By Andy Klein
It has recently come to my attention that there are plans to make Wimmer Hall exclusive housing for Saint Vincent College honors students. I believe that this proposal would be a mistake. I believe this due to the extreme opposition to such a move from the student body; due to the complications this would impose upon honors students rooming with larger groups of roommates; and because this further isolates the on-campus community from the honors commuters.
By and large, the most significant reason I believe that this idea should not go forward is that it is against the spirit of a liberal arts school. While the fall and spring semesters have been in session, never more than a month goes by without me reading a Review article or an email talking about the core curriculum, and how it relates to Saint Vincent’s commitment to provide a well-rounded liberal arts education.
A person’s education does not simply terminate the moment they step foot outside of the traditional classroom. As many of my friends and acquaintances will attest, I often talk about the research I am performing for my senior project as a physics major. I have shown people around the physics lab, explained how the scintillators work to detect the subatomic particles that pass through the lead shielding of my project, explained what the origins of these subatomic particles called muons are, and so much more.
Most of these people have not taken a physics class, and likely never will. They’ve fulfilled their science credits, they simply don’t have enough time, or for whatever other reason they aren’t taking one. However, by being in proximity to my classmates, I have enriched their lives with some of what I’ve learned, even if I only talk to them occasionally.

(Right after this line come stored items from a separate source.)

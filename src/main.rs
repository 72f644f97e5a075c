/*
Quiromedia - control multimedia con gestos de la mano

El detector de manos (proceso externo) escribe una línea JSON por frame en stdin:
    null                                  → no hay mano
    {"landmarks": [[x, y, z] x21], "handedness": "Right", "confidence": 0.9}

Para ejecutar con teclado virtual real:
    cargo build --release --features uinput
    detector | sg input -c './target/release/quiromedia --config quiromedia.json'

Para grabar una sesión y reproducirla luego con replay_csv:
    detector | ./target/release/quiromedia --record sesion.csv
*/

use anyhow::{bail, Context, Result};
use crossbeam_channel::bounded;
use std::env;
use std::io;
use std::path::PathBuf;
use tracing::{debug, error, info};

use quiromedia::config::AppConfig;
use quiromedia::csv_loader::save_frames_to_csv;
use quiromedia::logging::init_tracing;
use quiromedia::media::{KeySink, LogSink, SinkKind};
use quiromedia::pipeline::{Dispatch, GesturePipeline};
use quiromedia::source::{read_frames, FrameScale};
use quiromedia::types::HandFrame;

const FRAME_QUEUE: usize = 100;
const STATS_EVERY: u64 = 300;

const USAGE: &str = "Uso: quiromedia [--config archivo.json] [--record salida.csv]";

struct DaemonOptions {
    config_path: Option<PathBuf>,
    record_path: Option<PathBuf>,
}

fn parse_args() -> Result<Option<DaemonOptions>> {
    let mut config_path = None;
    let mut record_path = None;

    let mut args = env::args().skip(1);
    while let Some(arg) = args.next() {
        match arg.as_str() {
            "--config" => {
                let value = args.next().context("--config necesita una ruta")?;
                config_path = Some(PathBuf::from(value));
            }
            "--record" => {
                let value = args.next().context("--record necesita una ruta")?;
                record_path = Some(PathBuf::from(value));
            }
            "-h" | "--help" => {
                println!("{}", USAGE);
                return Ok(None);
            }
            other => bail!("Argumento desconocido {:?}\n{}", other, USAGE),
        }
    }

    Ok(Some(DaemonOptions {
        config_path,
        record_path,
    }))
}

fn build_sink(kind: SinkKind) -> Result<Box<dyn KeySink>> {
    match kind {
        SinkKind::Log => Ok(Box::new(LogSink)),
        #[cfg(feature = "uinput")]
        SinkKind::Uinput => {
            let sink = quiromedia::media::UinputSink::new()
                .map_err(|e| anyhow::anyhow!("No se pudo abrir /dev/uinput: {}", e))?;
            Ok(Box::new(sink))
        }
        #[cfg(not(feature = "uinput"))]
        SinkKind::Uinput => {
            bail!("El sink uinput requiere compilar con --features uinput")
        }
    }
}

fn main() -> Result<()> {
    let Some(opts) = parse_args()? else {
        return Ok(());
    };

    let config = match &opts.config_path {
        Some(path) => AppConfig::load(path)
            .with_context(|| format!("No se pudo cargar la configuración {:?}", path))?,
        None => AppConfig::default(),
    };
    init_tracing(&config.logging);

    info!(sink = ?config.media.sink, "🎯 Quiromedia iniciando");
    let sink = build_sink(config.media.sink)?;
    let mut pipeline = GesturePipeline::from_config(&config, sink)?;

    let scale = FrameScale {
        width: config.capture.width,
        height: config.capture.height,
    };
    let (tx, rx) = bounded::<Option<HandFrame>>(FRAME_QUEUE);

    // Hilo lector: stdin → canal. Termina en EOF.
    let reader = std::thread::spawn(move || {
        let stdin = io::stdin();
        match read_frames(stdin.lock(), scale, &tx) {
            Ok(count) => debug!(count, "fin de la entrada"),
            Err(e) => error!(error = %e, "error leyendo frames"),
        }
    });

    let mut recording: Vec<Option<HandFrame>> = Vec::new();
    let mut ticks = 0u64;
    let mut executed = 0u64;

    while let Ok(frame) = rx.recv() {
        let report = pipeline.process(frame.as_ref());
        ticks += 1;
        if report.dispatch == Dispatch::Executed {
            executed += 1;
        }
        if ticks % STATS_EVERY == 0 {
            info!(
                ticks,
                executed,
                fps = report.fps,
                status = %pipeline.media().status(),
                "estadísticas"
            );
        }
        if opts.record_path.is_some() {
            recording.push(frame);
        }
    }

    if reader.join().is_err() {
        error!("el hilo lector terminó con pánico");
    }

    if let Some(path) = &opts.record_path {
        save_frames_to_csv(path, &recording)
            .with_context(|| format!("No se pudo guardar la grabación {:?}", path))?;
        info!(frames = recording.len(), path = ?path, "grabación guardada");
    }

    info!(ticks, executed, "👋 Saliendo");
    Ok(())
}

Many of these everyday intellectual enrichments take place because we live on the same floor.
The honors program is certainly not for everyone. I’ve talked to some of my fellow students who are in in the honors program and they have stated that the workload is intense. Plenty of others opt not to because their GPA just isn’t up to the bar, or because they rely on scholarships with stringent GPA requirements and do not want to risk what lets them attend classes here. And students of some majors, such as education, will have a very difficult time graduating in four years due to the workload that their major entails.

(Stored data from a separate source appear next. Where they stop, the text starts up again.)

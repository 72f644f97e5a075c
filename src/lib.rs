pub mod config;
pub mod cooldown;
pub mod csv_loader;
pub mod feature_extractor;
pub mod frame_rate;
pub mod gesture_classifier;
pub mod logging;
pub mod media;
pub mod pipeline;
pub mod rolling_window;
pub mod smoothing;
pub mod source;
pub mod types;

#[cfg(test)]
mod fixtures;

But the honors program is certainly enriching for students in the program and for the rest of the college. The honors program participants take classes that would otherwise be reserved for the majors in a field (due to the difficulty such classes pose) and dive deeper into the material than others would. Though I am not an honors student myself, I have the utmost respect for anyone willing to challenge themselves to such a degree. But most of my fellow classmates that have learned about muons from me would never have even heard of the topic if I wasn’t in their proximity this past semester.
Sequestering away the honors students would be a great injustice. No other students take such a large breadth and depth of classes. By pigeonholing these people into one building—the farthest one from all of the other dorms—the college would be depriving the rest of the campus of a valuable experience: the experience of learning from their peers, becoming curious and seeking out the knowledge that interests them on their own. Segregating the educational high-achievers from everyone else would deprive the student body of an opportunity to learn and to broaden their horizons.

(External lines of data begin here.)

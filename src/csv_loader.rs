use std::collections::{BTreeMap, BTreeSet};
use std::path::Path;

use anyhow::{bail, ensure, Context, Result};
use csv::{ReaderBuilder, Writer};

use crate::types::{HandFrame, HandFrameError, Handedness, Keypoint, Landmark, NUM_LANDMARKS};

const HEADER: [&str; 7] = ["frame", "landmark", "x", "y", "z", "handedness", "confidence"];

/// Filas acumuladas de un frame mientras se lee el CSV
struct PartialFrame {
    points: [Option<Keypoint>; NUM_LANDMARKS],
    handedness: Handedness,
    confidence: f32,
}

/// Carga una grabación en el formato frame,landmark,x,y,z,handedness,confidence
/// (píxeles). Una fila con `landmark` vacío marca un tick sin mano; un índice
/// de frame sin filas también se lee como tick sin mano.
pub fn load_frames_from_csv(path: impl AsRef<Path>) -> Result<Vec<Option<HandFrame>>> {
    let path = path.as_ref();
    let mut reader = ReaderBuilder::new()
        .has_headers(true)
        .from_path(path)
        .with_context(|| format!("No se pudo abrir el CSV {:?}", path))?;

    let mut frames: BTreeMap<usize, PartialFrame> = BTreeMap::new();
    let mut no_hand: BTreeSet<usize> = BTreeSet::new();
    let mut tick_count = 0usize;

    for (row_idx, result) in reader.records().enumerate() {
        let row = row_idx + 1;
        let record = result.with_context(|| format!("Fila {} inválida en {:?}", row, path))?;
        if record.len() < HEADER.len() {
            bail!("La fila {} no tiene {} columnas", row, HEADER.len());
        }

        let frame_idx: usize = record[0]
            .parse()
            .with_context(|| format!("frame inválido en fila {}", row))?;
        tick_count = tick_count.max(frame_idx + 1);

        if record[1].trim().is_empty() {
            ensure!(
                !frames.contains_key(&frame_idx),
                "Frame {} marcado sin mano pero con landmarks (fila {})",
                frame_idx,
                row
            );
            no_hand.insert(frame_idx);
            continue;
        }
        ensure!(
            !no_hand.contains(&frame_idx),
            "Frame {} marcado sin mano pero con landmarks (fila {})",
            frame_idx,
            row
        );

        let landmark_idx: usize = record[1]
            .parse()
            .with_context(|| format!("landmark inválido en fila {}", row))?;
        let Some(landmark) = Landmark::from_index(landmark_idx) else {
            bail!("Landmark {} fuera de rango (fila {})", landmark_idx, row);
        };

        let x: f32 = record[2].parse().with_context(|| format!("x inválido en fila {}", row))?;
        let y: f32 = record[3].parse().with_context(|| format!("y inválido en fila {}", row))?;
        let z: f32 = record[4].parse().with_context(|| format!("z inválido en fila {}", row))?;
        let handedness: Handedness = record[5]
            .parse()
            .with_context(|| format!("handedness inválido en fila {}", row))?;
        let confidence: f32 = record[6]
            .parse()
            .with_context(|| format!("confidence inválido en fila {}", row))?;

        let partial = frames.entry(frame_idx).or_insert_with(|| PartialFrame {
            points: [None; NUM_LANDMARKS],
            handedness,
            confidence,
        });
        // Lateralidad y confianza son del frame: todas sus filas deben coincidir
        ensure!(
            partial.handedness == handedness && partial.confidence == confidence,
            "Frame {} con handedness/confidence inconsistentes (fila {})",
            frame_idx,
            row
        );
        ensure!(
            partial.points[landmark.index()].is_none(),
            "Landmark {} repetido en frame {} (fila {})",
            landmark_idx,
            frame_idx,
            row
        );
        partial.points[landmark.index()] = Some(Keypoint::new(x, y, z));
    }

    let mut out = Vec::with_capacity(tick_count);
    for frame_idx in 0..tick_count {
        match frames.remove(&frame_idx) {
            Some(partial) => {
                let points: Vec<Keypoint> = partial.points.iter().flatten().copied().collect();
                let frame = HandFrame::from_slice(&points, partial.handedness, partial.confidence)
                    .map_err(|e| match e {
                        HandFrameError::KeypointCount { .. } => {
                            anyhow::anyhow!("Frame {} incompleto: {}", frame_idx, e)
                        }
                        other => other.into(),
                    })?;
                out.push(Some(frame));
            }
            // Marcador o hueco en la numeración: no se detectó mano
            None => out.push(None),
        }
    }

    Ok(out)
}

/// Guarda una secuencia de ticks en el mismo formato que lee `load_frames_from_csv`.
/// Cada tick sin mano se escribe como una fila marcador para conservar la longitud.
pub fn save_frames_to_csv(path: impl AsRef<Path>, frames: &[Option<HandFrame>]) -> Result<()> {
    let path = path.as_ref();
    let mut writer =
        Writer::from_path(path).with_context(|| format!("No se pudo crear el CSV {:?}", path))?;
    writer.write_record(HEADER)?;

    for (frame_idx, frame) in frames.iter().enumerate() {
        let Some(frame) = frame else {
            writer.write_record([frame_idx.to_string().as_str(), "", "", "", "", "", ""])?;
            continue;
        };
        let handedness = match frame.handedness() {
            Handedness::Left => "Left",
            Handedness::Right => "Right",
        };
        for (landmark_idx, p) in frame.keypoints().iter().enumerate() {
            writer.write_record([
                frame_idx.to_string(),
                landmark_idx.to_string(),
                p.x.to_string(),
                p.y.to_string(),
                p.z.to_string(),
                handedness.to_string(),
                frame.confidence().to_string(),
            ])?;
        }
    }

    writer.flush()?;
    Ok(())
}

#[cfg(test)]
mod tests {
    use super::*;
    use crate::fixtures::{fist, three_finger};
    use std::io::Write;

    fn write_rows(rows: &[String]) -> tempfile::NamedTempFile {
        let mut file = tempfile::NamedTempFile::new().unwrap();
        writeln!(file, "{}", HEADER.join(",")).unwrap();
        for row in rows {
            writeln!(file, "{}", row).unwrap();
        }
        file.flush().unwrap();
        file
    }

    fn full_frame_rows(frame_idx: usize) -> Vec<String> {
        (0..NUM_LANDMARKS)
            .map(|i| format!("{},{},{},{},0.0,Right,0.9", frame_idx, i, i * 10, 100 + i))
            .collect()
    }

    #[test]
    fn gaps_become_no_hand_ticks() {
        let mut rows = full_frame_rows(0);
        rows.extend(full_frame_rows(3));
        let file = write_rows(&rows);

        let frames = load_frames_from_csv(file.path()).unwrap();
        assert_eq!(frames.len(), 4);
        assert!(frames[0].is_some());
        assert!(frames[1].is_none());
        assert!(frames[2].is_none());

        let last = frames[3].as_ref().unwrap();
        assert_eq!(last.keypoint(Landmark::PinkyTip).x, 200.0);
        assert_eq!(last.keypoint(Landmark::Wrist).y, 100.0);
        assert_eq!(last.handedness(), Handedness::Right);
    }

    #[test]
    fn incomplete_frame_is_rejected() {
        let mut rows = full_frame_rows(0);
        rows.pop();
        let file = write_rows(&rows);
        let err = load_frames_from_csv(file.path()).unwrap_err();
        assert!(err.to_string().contains("incompleto"));
    }

    #[test]
    fn landmark_out_of_range_is_rejected() {
        let file = write_rows(&["0,21,1.0,1.0,0.0,Right,0.9".to_string()]);
        assert!(load_frames_from_csv(file.path()).is_err());
    }

    #[test]
    fn duplicated_landmark_is_rejected() {
        let mut rows = full_frame_rows(0);
        rows.push("0,4,1.0,1.0,0.0,Right,0.9".to_string());
        let file = write_rows(&rows);
        assert!(load_frames_from_csv(file.path()).is_err());
    }

    #[test]
    fn saved_recording_loads_back() {
        let frames = vec![
            Some(three_finger().build()),
            None,
            Some(fist().left().build()),
        ];
        let file = tempfile::NamedTempFile::new().unwrap();
        save_frames_to_csv(file.path(), &frames).unwrap();

        let loaded = load_frames_from_csv(file.path()).unwrap();
        assert_eq!(loaded, frames);
    }

    #[test]
    fn trailing_no_hand_ticks_survive_a_save() {
        let frames = vec![Some(fist().build()), None, None];
        let file = tempfile::NamedTempFile::new().unwrap();
        save_frames_to_csv(file.path(), &frames).unwrap();
        assert_eq!(load_frames_from_csv(file.path()).unwrap(), frames);

        let empty_session = vec![None; 4];
        save_frames_to_csv(file.path(), &empty_session).unwrap();
        assert_eq!(load_frames_from_csv(file.path()).unwrap(), empty_session);
    }

    #[test]
    fn marker_row_with_landmarks_is_rejected() {
        let mut rows = vec!["0,,,,,,".to_string()];
        rows.extend(full_frame_rows(0));
        let file = write_rows(&rows);
        assert!(load_frames_from_csv(file.path()).is_err());
    }

    #[test]
    fn inconsistent_frame_metadata_is_rejected() {
        let mut rows = full_frame_rows(0);
        rows[7] = "0,7,70,107,0.0,Left,0.9".to_string();
        let file = write_rows(&rows);
        let err = load_frames_from_csv(file.path()).unwrap_err();
        assert!(err.to_string().contains("inconsistentes"));

        let mut rows = full_frame_rows(0);
        rows[3] = "0,3,30,103,0.0,Right,0.5".to_string();
        let file = write_rows(&rows);
        assert!(load_frames_from_csv(file.path()).is_err());
    }

    #[test]
    fn empty_recording_has_no_ticks() {
        let file = write_rows(&[]);
        assert!(load_frames_from_csv(file.path()).unwrap().is_empty());
    }
}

I hope this decision will be reconsidered or, at the very least, delayed until the end of the next year. Saint Vincent students came here to experience the “SVC Community,” but between the lack of effort to include commuters, the lack of real dialogue about the concerns some of the student body has about the mental health of this campus, and now this proposal on honor student housing—it feels like there really isn’t any larger community here at all, and I am left wondering if there ever was one to begin with.
I implore the student body to voice their opinions on this issue to the college administration. The actions of the college in response to the COVID-19 pandemic over the past year have personally convinced me that there is a lack of a robust dialogue between students and administration. And it’s clear that we, as a community, need that. So please take this chance to voice your concerns.